De son côté, l’inter-coalition Yewwi Askan Wi-Wallu Sénégal entend toujours imposer à Macky Sall la cohabitation à l’Assemblée nationale. La formation a pourtant renoncé à contester les résultats des élections devant la justice. Le seul recours présenté par l’un des candidats, tête de liste de la coalition Naatangué askan wi, a lui été rejeté par les sages. Seikh Alassane Sène, qui estimait avoir été lésé d’un siège au profit de la coalition au pouvoir sur la liste nationale proportionnelle, a été débouté de sa requête.

« Nous n’avons pas confiance dans le Conseil constitutionnel », insiste Déthié Fall, l’un des responsables de l’inter-coalition, rappelant que l’institution avait été à l’origine de l’invalidation de sa liste nationale titulaire. Mais le député sortant maintient ses accusations de fraude. « Nous avons relevé des irrégularités dans quatre départements et demandé à consulter les caisses de procès-verbaux, ce qui nous a été refusé par le président de la commission. Il s’est alors précipité pour publier les résultats provisoires », dénonce Déthié Fall. Les départements concernés sont tous situés dans le Nord du pays, dans des zones considérées comme acquises à Macky Sall.

Mouchoir de poche

À la lecture des résultats définitifs, BBY semble donc l’emporter dans un mouchoir de poche devant ses adversaires – une victoire qui constitue un net recul pour le pouvoir, qui perd donc une cinquantaine de députés par rapport à la législature précédente. En accueillant Pape Diop dans ses rangs, Macky Sall peut toutefois se targuer de sauver les meubles.

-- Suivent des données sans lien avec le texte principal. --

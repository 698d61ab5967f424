//! Greedy nearest neighbour ordering of point sets.
//!
//! The walk starts at the first point and keeps hopping to the closest point not visited yet.
//! A [`Quadtree`] holds the unvisited points, candidates are gathered with widening range queries.
use crate::quadtree::{Circle, Quadtree, Queryable, Rectangle, DEFAULT_CAPACITY};
use crate::{Error, Point};
use log::{debug, trace};

/// Shape of the range used to look for the next point.
#[derive(Debug, Clone, Copy, PartialEq, Eq)]
#[cfg_attr(feature = "serde", derive(serde::Serialize, serde::Deserialize))]
pub enum SearchWindow {
    /// Circle of the current radius. Once few points remain every one of them is a candidate.
    Circle,
    /// Square with a side length of the current radius.
    Square,
}

impl Default for SearchWindow {
    fn default() -> Self {
        SearchWindow::Circle
    }
}

#[derive(Debug, Clone, Copy, PartialEq)]
#[cfg_attr(feature = "serde", derive(serde::Serialize, serde::Deserialize))]
pub struct SortOptions {
    pub window: SearchWindow,
    /// Radius of the first query around the current point, doubled until something is found.
    pub initial_search_radius: f64,
    /// Below this many remaining points the whole tree is scanned instead of queried.
    pub min_size: usize,
    /// Node capacity of the quadtree
    pub capacity: usize,
}

impl Default for SortOptions {
    fn default() -> Self {
        Self {
            window: SearchWindow::Circle,
            initial_search_radius: 2.0,
            min_size: 4,
            capacity: DEFAULT_CAPACITY,
        }
    }
}

impl SortOptions {
    pub fn validate(&self) -> Result<(), Error> {
        let r = self.initial_search_radius;
        if !(r.is_finite() && r > 0.0) {
            return Err(Error::InvalidSearchRadius(r));
        }
        if self.capacity == 0 {
            return Err(Error::InvalidCapacity);
        }
        Ok(())
    }
}

/// Reorder `points` so consecutive points are close to each other.
///
/// Points outside of `[0, width] x [0, height]` can not be indexed and are left out of the
/// result. Inputs of at most 2 points are returned as they are.
pub fn sort_by_distance_2d(
    points: &[Point],
    width: f64,
    height: f64,
    options: &SortOptions,
) -> Result<Vec<Point>, Error> {
    if points.len() <= 2 {
        return Ok(points.to_vec());
    }
    options.validate()?;

    let mut tree = Quadtree::new(Rectangle::from_size(width, height), options.capacity)?;
    let inserted = tree.extend(points.iter().cloned());
    if inserted < points.len() {
        debug!(
            "{} of {} points are outside of {}x{} and were dropped",
            points.len() - inserted,
            points.len(),
            width,
            height
        );
    }

    let mut current = match points.iter().find(|p| tree.boundary().contains(p)) {
        Some(p) => *p,
        None => return Ok(Vec::new()),
    };

    let mut sorted = Vec::with_capacity(inserted);
    let mut found = Vec::new();
    let mut circle = Circle::new(0.0, 0.0, options.initial_search_radius);

    loop {
        tree.remove(&current);
        sorted.push(current);
        if tree.is_empty() {
            break;
        }

        found.clear();
        if options.window == SearchWindow::Circle && tree.len() < options.min_size {
            found.extend(tree.iter());
        } else {
            search(&tree, &current, options, &mut circle, &mut found);
        }

        current = closest(&current, &found);
    }

    Ok(sorted)
}

/// Query with a doubling radius until at least one point turns up.
/// Terminates because `tree` is not empty and every point is within its boundary.
fn search(
    tree: &Quadtree,
    center: &Point,
    options: &SortOptions,
    circle: &mut Circle,
    found: &mut Vec<Point>,
) {
    let x = f64::from(center.x());
    let y = f64::from(center.y());
    let mut radius = options.initial_search_radius;
    circle.set_center(x, y);

    loop {
        match options.window {
            SearchWindow::Circle => {
                circle.set_radius(radius);
                tree.query(&*circle, found);
            }
            SearchWindow::Square => {
                tree.query(&Rectangle::new(x, y, radius, radius), found);
            }
        }
        if !found.is_empty() {
            return;
        }
        radius *= 2.0;
        trace!("nothing within {} of {:?}, widening", radius / 2.0, center);
    }
}

/// First candidate with the smallest distance to `from`
fn closest(from: &Point, candidates: &[Point]) -> Point {
    let mut closest = *from;
    let mut closest_dist = u64::MAX;
    for p in candidates {
        let d = from.dist(p);
        if d < closest_dist {
            closest_dist = d;
            closest = *p;
        }
    }
    closest
}

/// Split an ordered run of points wherever two neighbours are at least `max_distance` apart.
pub fn strokes(points: &[Point], max_distance: f64) -> Strokes<'_> {
    Strokes {
        rest: points,
        max_sq: max_distance * max_distance,
    }
}

pub struct Strokes<'a> {
    rest: &'a [Point],
    max_sq: f64,
}

impl<'a> Iterator for Strokes<'a> {
    type Item = &'a [Point];

    fn next(&mut self) -> Option<Self::Item> {
        if self.rest.is_empty() {
            return None;
        }
        let max_sq = self.max_sq;
        let end = self
            .rest
            .windows(2)
            .position(|w| w[0].dist(&w[1]) as f64 >= max_sq)
            .map(|i| i + 1)
            .unwrap_or_else(|| self.rest.len());
        let (stroke, rest) = self.rest.split_at(end);
        self.rest = rest;
        Some(stroke)
    }
}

CERTAINS BASTIONS SONT TOMBÉS ET NOUS NE NOUS Y ATTENDIONS PAS

Au lendemain du scrutin du 31 juillet, ses partisans s’étaient réveillé groggy face à la percée de l’opposition. « Il y a eu un problème d’investitures, avançait alors un cadre de BBY, révélant une fois encore les divisions qui prévalent au sein de la coalition présidentielle. Certains bastions sont tombés et nous ne nous y attendions pas. » « Notre victoire est entachée par le succès de l’opposition dans les grandes villes », assurait un second membre de l’entourage présidentiel.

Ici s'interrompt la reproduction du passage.